Stored items
//! Fixed option catalogs offered on the claim details step.

/// Session themes, in picker order.
pub const THEME_OPTIONS: &[&str] = &[
    "Anxiety",
    "Depression",
    "Academic Stress",
    "Family Conflict",
    "Peer Relationships",
    "Grief and Loss",
    "Self-Esteem",
    "Behavioral Concerns",
    "Substance Use",
    "Trauma",
];

/// Services rendered, in picker order.
pub const SERVICE_OPTIONS: &[&str] = &[
    "Individual Counseling",
    "Group Counseling",
    "Crisis Intervention",
    "Parent Consultation",
    "Teacher Consultation",
    "Case Management",
    "Referral Coordination",
    "Psychoeducation",
];

/// Position of `label` in `catalog`, exact match.
pub fn position(catalog: &[&str], label: &str) -> Option<usize> {
    catalog.iter().position(|option| *option == label)
}

/// Insert or remove `label` so `selected` stays duplicate-free and in
/// catalog order. Returns `false` if the label is not in the catalog.
pub fn toggle_in_catalog_order(catalog: &[&str], selected: &mut Vec<String>, label: &str) -> bool {
    if position(catalog, label).is_none() {
        return false;
    }
    if let Some(idx) = selected.iter().position(|s| s == label) {
        selected.remove(idx);
    } else {
        selected.push(label.to_string());
        selected.sort_by_key(|s| position(catalog, s).unwrap_or(usize::MAX));
    }
    true
}
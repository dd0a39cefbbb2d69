//! Eligibility Checker: may this appointment be billed to insurance?
//!
//! The real decision lives in an external insurance system. The workflow
//! only sees the `EligibilityChecker` strategy and always awaits it.

use std::time::Duration;

use async_trait::async_trait;
use chrono::{Local, NaiveDateTime};
use serde::{Deserialize, Serialize};

use super::error::ClaimError;
use crate::models::Appointment;

#[derive(Debug, Clone, PartialEq, Eq, Serialize, Deserialize)]
pub struct EligibilityOutcome {
    pub eligible: bool,
    pub reason: Option<String>,
    pub checked_at: NaiveDateTime,
}

impl EligibilityOutcome {
    pub fn approved(checked_at: NaiveDateTime) -> Self {
        Self {
            eligible: true,
            reason: None,
            checked_at,
        }
    }

    pub fn denied(reason: impl Into<String>, checked_at: NaiveDateTime) -> Self {
        Self {
            eligible: false,
            reason: Some(reason.into()),
            checked_at,
        }
    }
}

#[async_trait]
pub trait EligibilityChecker: Send + Sync {
    /// One round trip, no retry. `Err` means the check itself could not run.
    /// `checked_at` is the checker's own stamp; the workflow replaces it
    /// with its injected clock.
    async fn check(&self, appointment: &Appointment) -> Result<EligibilityOutcome, ClaimError>;
}

/// Stand-in for the insurance lookup: waits, then approves everything.
pub struct SimulatedEligibilityChecker {
    delay: Duration,
}

impl SimulatedEligibilityChecker {
    pub fn new(delay: Duration) -> Self {
        Self { delay }
    }
}

#[async_trait]
impl EligibilityChecker for SimulatedEligibilityChecker {
    async fn check(&self, appointment: &Appointment) -> Result<EligibilityOutcome, ClaimError> {
        tracing::debug!(appointment_id = appointment.id, delay_ms = self.delay.as_millis() as u64, "Simulated eligibility check");
        tokio::time::sleep(self.delay).await;
        Ok(EligibilityOutcome::approved(Local::now().naive_local()))
    }
}

/// Returns the same answer for every appointment, stamped at the
/// appointment's start.
pub struct FixedEligibilityChecker {
    denial: Option<String>,
}

impl FixedEligibilityChecker {
    pub fn approving() -> Self {
        Self { denial: None }
    }

    pub fn denying(reason: impl Into<String>) -> Self {
        Self { denial: Some(reason.into()) }
    }
}

#[async_trait]
impl EligibilityChecker for FixedEligibilityChecker {
    async fn check(&self, appointment: &Appointment) -> Result<EligibilityOutcome, ClaimError> {
        let at = appointment.time.starts_at();
        Ok(match &self.denial {
            None => EligibilityOutcome::approved(at),
            Some(reason) => EligibilityOutcome::denied(reason.clone(), at),
        })
    }
}
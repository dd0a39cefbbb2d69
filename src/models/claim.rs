use std::collections::BTreeSet;

use chrono::{NaiveDate, NaiveDateTime};
use rust_decimal::Decimal;
use serde::{Deserialize, Serialize};
use uuid::Uuid;

use super::appointment::{Appointment, StudentRef};
use super::enums::ClaimStatus;
use super::modality::Modality;

/// Reimbursement claim for one counseling appointment.
///
/// Every field is always serialized: empty selections are `[]` and unset
/// optionals are `null`, so a stored record never confuses "empty" with
/// "missing".
#[derive(Debug, Clone, PartialEq, Serialize, Deserialize)]
pub struct Claim {
    pub id: String,
    pub reference_no: Option<String>,
    pub appointment_id: i64,
    pub student: StudentRef,
    pub status: ClaimStatus,
    pub modalities: BTreeSet<Modality>,
    pub themes: Vec<String>,
    pub services: Vec<String>,
    pub additional_info: String,
    pub amount: Option<Decimal>,
    pub attachments: Vec<String>,
    pub submission_date: Option<NaiveDate>,
    pub created_at: NaiveDateTime,
    pub updated_at: NaiveDateTime,
}

impl Claim {
    /// Fresh in-progress draft for an appointment, with a new id.
    pub fn draft_for(appointment: &Appointment, now: NaiveDateTime) -> Self {
        Self {
            id: Uuid::new_v4().to_string(),
            reference_no: None,
            appointment_id: appointment.id,
            student: appointment.student.clone(),
            status: ClaimStatus::InProgress,
            modalities: BTreeSet::new(),
            themes: Vec::new(),
            services: Vec::new(),
            additional_info: String::new(),
            amount: None,
            attachments: Vec::new(),
            submission_date: None,
            created_at: now,
            updated_at: now,
        }
    }

    pub fn is_submitted(&self) -> bool {
        self.status == ClaimStatus::Submitted
    }

    /// Amount as the claims list shows it.
    pub fn amount_display(&self) -> String {
        match self.amount {
            Some(amount) => format!("${:.2}", amount),
            None => "Not Set".to_string(),
        }
    }
}

/// What the store knows about an appointment's claim.
///
/// `NotStarted` is a first-class answer rather than an absent record.
#[derive(Debug, Clone, PartialEq)]
pub enum ClaimLookup {
    NotStarted,
    InProgress(Claim),
    Submitted(Claim),
}

impl ClaimLookup {
    pub fn from_record(record: Option<Claim>) -> Self {
        match record {
            None => Self::NotStarted,
            Some(claim) if claim.is_submitted() => Self::Submitted(claim),
            Some(claim) => Self::InProgress(claim),
        }
    }

    pub fn label(&self) -> &'static str {
        match self {
            Self::NotStarted => "Not Started",
            Self::InProgress(_) => ClaimStatus::InProgress.label(),
            Self::Submitted(_) => ClaimStatus::Submitted.label(),
        }
    }

    pub fn claim(&self) -> Option<&Claim> {
        match self {
            Self::NotStarted => None,
            Self::InProgress(c) | Self::Submitted(c) => Some(c),
        }
    }
}

/// One row of the claims list.
#[derive(Debug, Clone, PartialEq, Eq, Serialize, Deserialize)]
pub struct ClaimSummary {
    pub claim_id: String,
    pub appointment_id: i64,
    pub reference_no: String,
    pub student_name: String,
    pub status: String,
    pub amount: String,
    pub submission_date: String,
    pub modality_codes: Vec<String>,
}

impl ClaimSummary {
    pub fn from_claim(claim: &Claim) -> Self {
        Self {
            claim_id: claim.id.clone(),
            appointment_id: claim.appointment_id,
            reference_no: claim
                .reference_no
                .clone()
                .unwrap_or_else(|| "Pending".to_string()),
            student_name: claim.student.name.clone(),
            status: claim.status.label().to_string(),
            amount: claim.amount_display(),
            submission_date: claim
                .submission_date
                .map(|d| d.format("%Y-%m-%d").to_string())
                .unwrap_or_default(),
            modality_codes: claim
                .modalities
                .iter()
                .map(|m| m.code().unwrap_or(m.label()).to_string())
                .collect(),
        }
    }
}
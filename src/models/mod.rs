pub mod appointment;
pub mod claim;
pub mod enums;
pub mod modality;
pub mod options;

pub use appointment::*;
pub use claim::*;
pub use enums::*;
pub use modality::Modality;
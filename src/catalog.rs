//! Appointment Catalog: read-only directory of appointments.
//!
//! The app ships its appointment directory as bundled mock data; this
//! module exposes it by id and answers which appointments may start a claim.

use chrono::{NaiveDate, NaiveDateTime, NaiveTime};
use serde::Deserialize;

use crate::models::{
    Appointment, AppointmentNote, AppointmentStatus, CounselorRef, SessionType, StudentRef,
    TimeSlot,
};

/// Read-only appointment lookup.
pub trait AppointmentCatalog: Send + Sync {
    fn get(&self, appointment_id: i64) -> Option<Appointment>;

    /// All appointments, in directory order.
    fn list(&self) -> Vec<Appointment>;
}

/// Appointments a counselor may pick on the "select appointment" step.
pub fn selectable_appointments(
    catalog: &dyn AppointmentCatalog,
    now: NaiveDateTime,
) -> Vec<Appointment> {
    catalog
        .list()
        .into_iter()
        .filter(|a| a.is_claimable(now))
        .collect()
}

#[derive(Debug, thiserror::Error)]
pub enum CatalogError {
    #[error("Malformed appointment data: {0}")]
    Json(#[from] serde_json::Error),

    #[error("Appointment {id}: unknown status '{status}'")]
    UnknownStatus { id: i64, status: String },

    #[error("Duplicate appointment id {0}")]
    DuplicateId(i64),
}

/// In-memory catalog.
#[derive(Debug, Clone, Default)]
pub struct StaticCatalog {
    appointments: Vec<Appointment>,
}

/// Shape of bundled appointment records, where `status` is whatever
/// spelling the originating screen used.
#[derive(Debug, Deserialize)]
struct RawAppointment {
    id: i64,
    student: StudentRef,
    counselor: CounselorRef,
    time: TimeSlot,
    session_type: SessionType,
    status: String,
    #[serde(default)]
    notes: Vec<AppointmentNote>,
}

impl StaticCatalog {
    pub fn new(appointments: Vec<Appointment>) -> Self {
        Self { appointments }
    }

    /// Parse bundled JSON records, normalizing status spellings.
    pub fn from_json(json: &str) -> Result<Self, CatalogError> {
        let raw: Vec<RawAppointment> = serde_json::from_str(json)?;
        let mut appointments: Vec<Appointment> = Vec::with_capacity(raw.len());
        for r in raw {
            if appointments.iter().any(|a| a.id == r.id) {
                return Err(CatalogError::DuplicateId(r.id));
            }
            let status = AppointmentStatus::normalize(&r.status).ok_or_else(|| {
                CatalogError::UnknownStatus { id: r.id, status: r.status.clone() }
            })?;
            appointments.push(Appointment {
                id: r.id,
                student: r.student,
                counselor: r.counselor,
                time: r.time,
                session_type: r.session_type,
                status,
                notes: r.notes,
            });
        }
        tracing::debug!(count = appointments.len(), "Appointment catalog loaded");
        Ok(Self { appointments })
    }

    /// The demo directory bundled with the app.
    pub fn seeded() -> Self {
        let counselor = |id: i64, name: &str, specialization: &str| CounselorRef {
            id,
            name: name.to_string(),
            specialization: specialization.to_string(),
        };
        let ellis = counselor(1, "Dr. Maya Ellis", "Adolescent Counseling");
        let okafor = counselor(2, "James Okafor, LCSW", "Family Therapy");

        let entries: Vec<(i64, i64, &str, &CounselorRef, (i32, u32, u32), (u32, u32), SessionType, AppointmentStatus)> = vec![
            (1, 101, "Ava Reyes", &ellis, (2024, 9, 16), (9, 0), SessionType::Individual, AppointmentStatus::Completed),
            (2, 102, "Liam Chen", &okafor, (2024, 9, 18), (13, 30), SessionType::Family, AppointmentStatus::Completed),
            (3, 103, "Noah Patel", &ellis, (2024, 9, 23), (10, 15), SessionType::CheckIn, AppointmentStatus::Missed),
            (4, 104, "Emma Johnson", &okafor, (2024, 10, 1), (11, 0), SessionType::Group, AppointmentStatus::Pending),
            (5, 105, "Olivia Brooks", &ellis, (2024, 10, 3), (14, 0), SessionType::Crisis, AppointmentStatus::Completed),
            (6, 106, "Mason Rivera", &okafor, (2024, 10, 8), (8, 45), SessionType::Consultation, AppointmentStatus::Completed),
            (7, 107, "Samuel Green", &ellis, (2024, 10, 10), (10, 0), SessionType::Individual, AppointmentStatus::Completed),
            (8, 108, "Sophia Kim", &ellis, (2099, 5, 20), (9, 30), SessionType::Individual, AppointmentStatus::Pending),
            (9, 109, "Lucas Wright", &okafor, (2099, 6, 2), (15, 0), SessionType::Family, AppointmentStatus::Missed),
        ];

        let appointments = entries
            .into_iter()
            .filter_map(|(id, student_id, student, counselor, (y, m, d), (h, min), session_type, status)| {
                let date = NaiveDate::from_ymd_opt(y, m, d)?;
                let start = NaiveTime::from_hms_opt(h, min, 0)?;
                Some(Appointment {
                    id,
                    student: StudentRef { id: student_id, name: student.to_string() },
                    counselor: counselor.clone(),
                    time: TimeSlot {
                        date,
                        start,
                        end: Some(start + chrono::Duration::minutes(45)),
                        location: "Counseling Office B".to_string(),
                    },
                    session_type,
                    status,
                    notes: vec![AppointmentNote {
                        title: "Session summary".to_string(),
                        body: format!("{} session with {student}.", session_type.as_str()),
                        date,
                    }],
                })
            })
            .collect();

        Self { appointments }
    }
}

impl AppointmentCatalog for StaticCatalog {
    fn get(&self, appointment_id: i64) -> Option<Appointment> {
        self.appointments.iter().find(|a| a.id == appointment_id).cloned()
    }

    fn list(&self) -> Vec<Appointment> {
        self.appointments.clone()
    }
}
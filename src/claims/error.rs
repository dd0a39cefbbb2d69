use thiserror::Error;

use super::validation::ValidationReport;
use super::workflow::WorkflowStep;
use crate::store::StoreError;

/// Errors scoped to one claim workflow session. None is fatal to the app.
#[derive(Error, Debug)]
pub enum ClaimError {
    #[error("Validation failed: {0}")]
    Validation(ValidationReport),

    #[error("Cannot {action} from step {step}")]
    InvalidTransition { step: WorkflowStep, action: &'static str },

    #[error("Appointment {0} not found")]
    AppointmentNotFound(i64),

    #[error("Appointment {0} is neither completed nor in the past")]
    AppointmentNotClaimable(i64),

    #[error("Appointment {appointment_id} already has submitted claim {claim_id}")]
    ClaimAlreadySubmitted { appointment_id: i64, claim_id: String },

    #[error("Not eligible for reimbursement: {0}")]
    EligibilityDenied(String),

    #[error("Eligibility check unavailable: {0}")]
    EligibilityUnavailable(String),

    #[error("Unknown {kind}: {value}")]
    UnknownOption { kind: &'static str, value: String },

    #[error("Could not save claim: {0}")]
    Persistence(#[from] StoreError),

    #[error("No unique reference number after {0} attempts")]
    ReferenceExhausted(u32),

    #[error("Invalid workflow entry: {0}")]
    InvalidEntry(String),

    #[error("Not signed in")]
    NotAuthenticated,

    #[error("Workflow session already finished")]
    SessionFinished,
}

impl ClaimError {
    /// Persistence failures leave the draft intact; the caller may retry.
    pub fn is_retryable(&self) -> bool {
        matches!(self, Self::Persistence(_) | Self::EligibilityUnavailable(_))
    }
}
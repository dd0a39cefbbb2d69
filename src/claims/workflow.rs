//! Claim Workflow: the single state machine behind every "create claim"
//! entry point (appointment detail, student profile, claims list).
//!
//! ```text
//! SelectAppointment → Modality → ClaimDetails → Eligibility → Submitted
//!          \____________\______________\_____________\________→ Cancelled
//! ```
//!
//! The workflow owns the in-memory draft. The store sees it only on
//! `save_progress()` (In Progress) and `submit()` (Submitted). Refused
//! transitions return an error and leave the session untouched.

use std::future::Future;
use std::sync::Arc;

use rust_decimal::Decimal;
use serde::{Deserialize, Serialize};

use super::clock::Clock;
use super::eligibility::{EligibilityChecker, EligibilityOutcome};
use super::error::ClaimError;
use super::reference::{assign_unique_reference, ReferenceGenerator};
use super::validation::{
    validate_details_step, validate_for_submission, validate_modality_step, ValidationIssue,
    ValidationReport,
};
use crate::catalog::{selectable_appointments, AppointmentCatalog};
use crate::config::WorkflowConfig;
use crate::models::options::{self, SERVICE_OPTIONS, THEME_OPTIONS};
use crate::models::{Appointment, Claim, ClaimLookup, ClaimStatus, Modality};
use crate::store::ClaimStore;

// ═══════════════════════════════════════════
// Steps and entry
// ═══════════════════════════════════════════

#[derive(Debug, Clone, Copy, PartialEq, Eq, Hash, Serialize, Deserialize)]
#[serde(rename_all = "snake_case")]
pub enum WorkflowStep {
    SelectAppointment,
    Modality,
    ClaimDetails,
    Eligibility,
    Submitted,
    Cancelled,
}

impl WorkflowStep {
    pub fn as_str(&self) -> &'static str {
        match self {
            Self::SelectAppointment => "select_appointment",
            Self::Modality => "modality",
            Self::ClaimDetails => "claim_details",
            Self::Eligibility => "eligibility",
            Self::Submitted => "submitted",
            Self::Cancelled => "cancelled",
        }
    }

    /// Where `back()` leads. `None` means back closes the workflow.
    pub fn predecessor(&self) -> Option<WorkflowStep> {
        match self {
            Self::Modality => Some(Self::SelectAppointment),
            Self::ClaimDetails => Some(Self::Modality),
            Self::Eligibility => Some(Self::ClaimDetails),
            Self::Submitted => Some(Self::Eligibility),
            Self::SelectAppointment | Self::Cancelled => None,
        }
    }
}

impl std::fmt::Display for WorkflowStep {
    fn fmt(&self, f: &mut std::fmt::Formatter<'_>) -> std::fmt::Result {
        f.write_str(self.as_str())
    }
}

/// Navigation parameter value that resumes a saved draft.
pub const RESUME_STATUS_PARAM: &str = "In Progress";

/// How the workflow was opened.
#[derive(Debug, Clone, Copy, PartialEq, Eq, Serialize, Deserialize)]
#[serde(tag = "kind", content = "appointment_id", rename_all = "snake_case")]
pub enum EntryContext {
    /// From the claims list: pick an appointment first.
    Empty,
    /// From an appointment: go straight to modality selection.
    Appointment(i64),
    /// From an appointment whose details are already captured: run a
    /// fresh eligibility check.
    Recheck(i64),
    /// Reopen an "In Progress" claim at the details step.
    Resume(i64),
}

▸ TASK GOAL: For the records above, state how many lines contain the string "sees", with no added text.

▸ COMPLETED TASK: 2